Saint-Luc leva la tête en entendant prononcer son nom, et vit un homme qui venait à lui.

—Remy! s'écria-t-il à son tour.

—Remy en personne, et je suis heureux de ne pas dire à votre service! attendu que vous me paraissez vous porter à merveille. Est-ce une indiscrétion que de vous demander ce que Votre Seigneurie fait à cette heure si loin du Louvre?

—Ma foi, mon cher, j'examine, par ordre du roi, la physionomie de la ville. Il m'a dit: «Saint-Luc, promène-toi dans les rues de Paris, et, si tu entends dire, par hasard, que j'ai abdiqué, réponds hardiment que ce n'est pas vrai.»

—Et avez-vous entendu parler de cela?

—Personne ne m'en a soufflé le mot. Or, comme il va être minuit, que tout est tranquille et que je n'ai rencontré que M. de Monsoreau, j'ai congédié mes amis, et j'allais rentrer quand tu m'as vu réfléchissant.

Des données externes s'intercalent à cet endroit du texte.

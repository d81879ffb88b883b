use ta::Next;
use ta::indicators::{MovingAverageConvergenceDivergence, RelativeStrengthIndex};

use crate::error::ConfigError;

/// Computes momentum/trend indicators over a closing-price series.
///
/// Both outputs must be index-aligned with `closes`. Positions inside the
/// indicator's warm-up carry `None`, never a placeholder number.
pub trait IndicatorProvider: Send + Sync {
    /// Bounded oscillator (RSI in the default implementation).
    fn oscillator(&self, closes: &[f64]) -> Vec<Option<f64>>;

    /// Trend-following oscillator (MACD line in the default implementation).
    fn trend(&self, closes: &[f64]) -> Vec<Option<f64>>;
}

/// Indicator provider backed by the `ta` crate: RSI as the oscillator and the
/// MACD line as the trend value.
///
/// RSI uses Wilder smoothing (`alpha = 1 / period`). `ta` smooths with an EMA
/// of `k = 2 / (n + 1)`, so the RSI is built with `n = 2 * period - 1`.
#[derive(Debug, Clone)]
pub struct TaIndicators {
    rsi: RelativeStrengthIndex,
    rsi_period: usize,
    macd: MovingAverageConvergenceDivergence,
    macd_slow: usize,
}

impl TaIndicators {
    pub const RSI_PERIOD: usize = 14;
    pub const MACD_FAST: usize = 12;
    pub const MACD_SLOW: usize = 26;
    pub const MACD_SIGNAL: usize = 9;

    pub fn new(
        rsi_period: usize,
        macd_fast: usize,
        macd_slow: usize,
        macd_signal: usize,
    ) -> Result<Self, ConfigError> {
        let invalid_rsi = |detail: String| {
            ConfigError::InvalidIndicator(format!("rsi({rsi_period}): {detail}"))
        };
        let wilder_span = rsi_period
            .checked_mul(2)
            .and_then(|n| n.checked_sub(1))
            .ok_or_else(|| invalid_rsi("period must be at least 1".into()))?;
        let rsi =
            RelativeStrengthIndex::new(wilder_span).map_err(|e| invalid_rsi(format!("{e:?}")))?;
        let macd = MovingAverageConvergenceDivergence::new(macd_fast, macd_slow, macd_signal)
            .map_err(|e| {
                ConfigError::InvalidIndicator(format!(
                    "macd({macd_fast}, {macd_slow}, {macd_signal}): {e:?}"
                ))
            })?;
        Ok(Self {
            rsi,
            rsi_period,
            macd,
            macd_slow,
        })
    }

    /// Number of leading positions with an undefined oscillator value.
    pub fn oscillator_warmup(&self) -> usize {
        self.rsi_period
    }

    /// Number of leading positions with an undefined trend value.
    pub fn trend_warmup(&self) -> usize {
        self.macd_slow.saturating_sub(1)
    }
}

impl Default for TaIndicators {
    fn default() -> Self {
        Self::new(
            Self::RSI_PERIOD,
            Self::MACD_FAST,
            Self::MACD_SLOW,
            Self::MACD_SIGNAL,
        )
        .expect("standard RSI/MACD periods are valid")
    }
}

/// Replace the first `warmup` positions and any non-finite output with `None`.
fn mask_warmup(values: impl Iterator<Item = f64>, warmup: usize) -> Vec<Option<f64>> {
    values
        .enumerate()
        .map(|(i, v)| (i >= warmup && v.is_finite()).then_some(v))
        .collect()
}

impl IndicatorProvider for TaIndicators {
    fn oscillator(&self, closes: &[f64]) -> Vec<Option<f64>> {
        let mut rsi = self.rsi.clone();
        mask_warmup(
            closes.iter().map(|&c| rsi.next(c)),
            self.oscillator_warmup(),
        )
    }

    fn trend(&self, closes: &[f64]) -> Vec<Option<f64>> {
        let mut macd = self.macd.clone();
        mask_warmup(
            closes.iter().map(|&c| macd.next(c).macd),
            self.trend_warmup(),
        )
    }
}

#[cfg(test)]
mod tests {
    use super::*;

    fn rising_closes(n: usize) -> Vec<f64> {
        (0..n).map(|i| 100.0 + i as f64).collect()
    }

    #[test]
    fn outputs_are_index_aligned() {
        let ind = TaIndicators::default();
        let closes = rising_closes(40);
        assert_eq!(ind.oscillator(&closes).len(), 40);
        assert_eq!(ind.trend(&closes).len(), 40);
    }

    #[test]
    fn oscillator_warmup_is_undefined() {
        let ind = TaIndicators::default();
        let rsi = ind.oscillator(&rising_closes(30));
        assert!(rsi[..14].iter().all(Option::is_none));
        assert!(rsi[14..].iter().all(Option::is_some));
    }

    #[test]
    fn trend_warmup_is_undefined() {
        let ind = TaIndicators::default();
        let macd = ind.trend(&rising_closes(30));
        assert!(macd[..25].iter().all(Option::is_none));
        assert!(macd[25..].iter().all(Option::is_some));
    }

    #[test]
    fn rising_prices_give_positive_trend() {
        let ind = TaIndicators::default();
        let macd = ind.trend(&rising_closes(40));
        assert!(macd[39].unwrap() > 0.0);
    }

    #[test]
    fn short_input_is_entirely_undefined() {
        let ind = TaIndicators::default();
        let rsi = ind.oscillator(&rising_closes(5));
        assert_eq!(rsi, vec![None; 5]);
    }

    #[test]
    fn repeated_calls_do_not_share_state() {
        let ind = TaIndicators::default();
        let closes = rising_closes(30);
        assert_eq!(ind.trend(&closes), ind.trend(&closes));
        assert_eq!(ind.oscillator(&closes), ind.oscillator(&closes));
    }

    /// Closing prices after a long steady climb followed by one sharp drop.
    fn climb_then_drop() -> Vec<f64> {
        let mut closes = rising_closes(40);
        closes.push(120.0);
        closes
    }

    #[test]
    fn rsi_uses_wilder_smoothing() {
        let closes = climb_then_drop();
        let wilder = TaIndicators::default().oscillator(&closes)[40].unwrap();

        let mut reference = RelativeStrengthIndex::new(27).unwrap();
        let expected = closes.iter().map(|&c| reference.next(c)).last().unwrap();
        assert!((wilder - expected).abs() < 1e-12);

        // A plain 14-period EMA reacts faster to the drop.
        let mut ema14 = RelativeStrengthIndex::new(14).unwrap();
        let faster = closes.iter().map(|&c| ema14.next(c)).last().unwrap();
        assert!(wilder > faster);
    }

    #[test]
    fn invalid_period_is_rejected() {
        assert!(matches!(
            TaIndicators::new(0, 12, 26, 9),
            Err(ConfigError::InvalidIndicator(_))
        ));
    }

    #[test]
    fn mask_warmup_drops_non_finite() {
        let masked = mask_warmup([1.0, f64::NAN, 3.0].into_iter(), 0);
        assert_eq!(masked, vec![Some(1.0), None, Some(3.0)]);
    }
}
use std::sync::Arc;

use crate::binance::BinanceProvider;
use crate::bybit::BybitProvider;
use crate::error::ProviderError;
use crate::provider::MarketDataSource;

/// Venues with a built-in market-data source.
pub const SUPPORTED_VENUES: &[&str] = &["bybit", "binance"];

pub const DEFAULT_VENUE: &str = "bybit";

/// Construct the market-data source for a venue name (case-insensitive).
pub fn create_source(venue: &str) -> Result<Arc<dyn MarketDataSource>, ProviderError> {
    match venue.to_lowercase().as_str() {
        "bybit" => Ok(Arc::new(BybitProvider::new())),
        "binance" => Ok(Arc::new(BinanceProvider::new())),
        _ => Err(ProviderError::UnknownVenue(venue.to_string())),
    }
}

—Comment? M. de Monsoreau?

—Oui.

—Vous avez rencontré M. de Monsoreau?

—Avec une troupe d'hommes armés, dix ou douze au moins.

—M. de Monsoreau! impossible!

—Pourquoi cela, impossible?

—Parce qu'il doit être à Compiègne.

—Il devait y être, mais il n'y est pas.

—Mais l'ordre du roi?

—Bah! qui est-ce qui obéit au roi?

—Vous avez rencontré M. de Monsoreau avec dix ou douze hommes?

—Certainement.

—Vous a-t-il reconnu?

—Je le crois.

—Vous n'étiez que cinq.

—Mes quatre amis et moi, pas davantage.

—Et il ne s'est pas jeté sur vous?

—Il m'a évité, au contraire, et c'est ce qui m'étonne. En le reconnaissant, je me suis attendu à une horrible bataille.

—De quel côté allait-il?

—Du côté de la rue de la Tixeranderie.

—Ah! mon Dieu! s'écria Remy.

—Quoi? demanda Saint-Luc, effrayé de l'accent du jeune homme.

—Monsieur de Saint-Luc, il va sans doute arriver un grand malheur.

—Un grand malheur! à qui?

—A M. de Bussy!

—A Bussy? Mordieu! parlez, Remy; je suis de ses amis, vous le savez.

—Quel malheur! M. de Bussy le croyait à Compiègne.

—Eh bien?

—Eh bien, il a cru pouvoir profiter de son absence….

—De sorte qu'il est?….

—Chez madame Diane.

—Ah! fit Saint-Luc, cela s'embrouille.

—Oui. Comprenez-vous, dit Remy, il aura eu des soupçons ou on les lui aura suggérés, et il n'aura feint de partir que pour revenir à l'improviste.

—Attendez donc! dit Saint-Luc en se frappant le front.

—Avez-vous une idée? répondit Remy.

—Il y a du duc d'Anjou là-dessous.

—Mais c'est le duc d'Anjou qui, ce matin, a provoqué le départ de M. de Monsoreau.

—Raison de plus. Avez-vous des poumons, mon brave Remy?

—Corbleu! comme des soufflets de forges.

—En ce cas, courons, courons sans perdre un instant. Vous connaissez la maison?

—Oui.

—Marchez devant alors.

Et les deux jeunes gens prirent à travers les rues une course qui eût fait honneur à des daims poursuivis.

—A-t-il beaucoup d'avance sur nous? demanda Remy en courant.

—Qui? le Monsoreau?

—Oui.

—Un quart d'heure à peu près, dit Saint-Luc en franchissant un tas de pierres de cinq pieds de haut.

—Pourvu que nous arrivions à temps! dit Remy en tirant son épée pour être prêt à tout événement.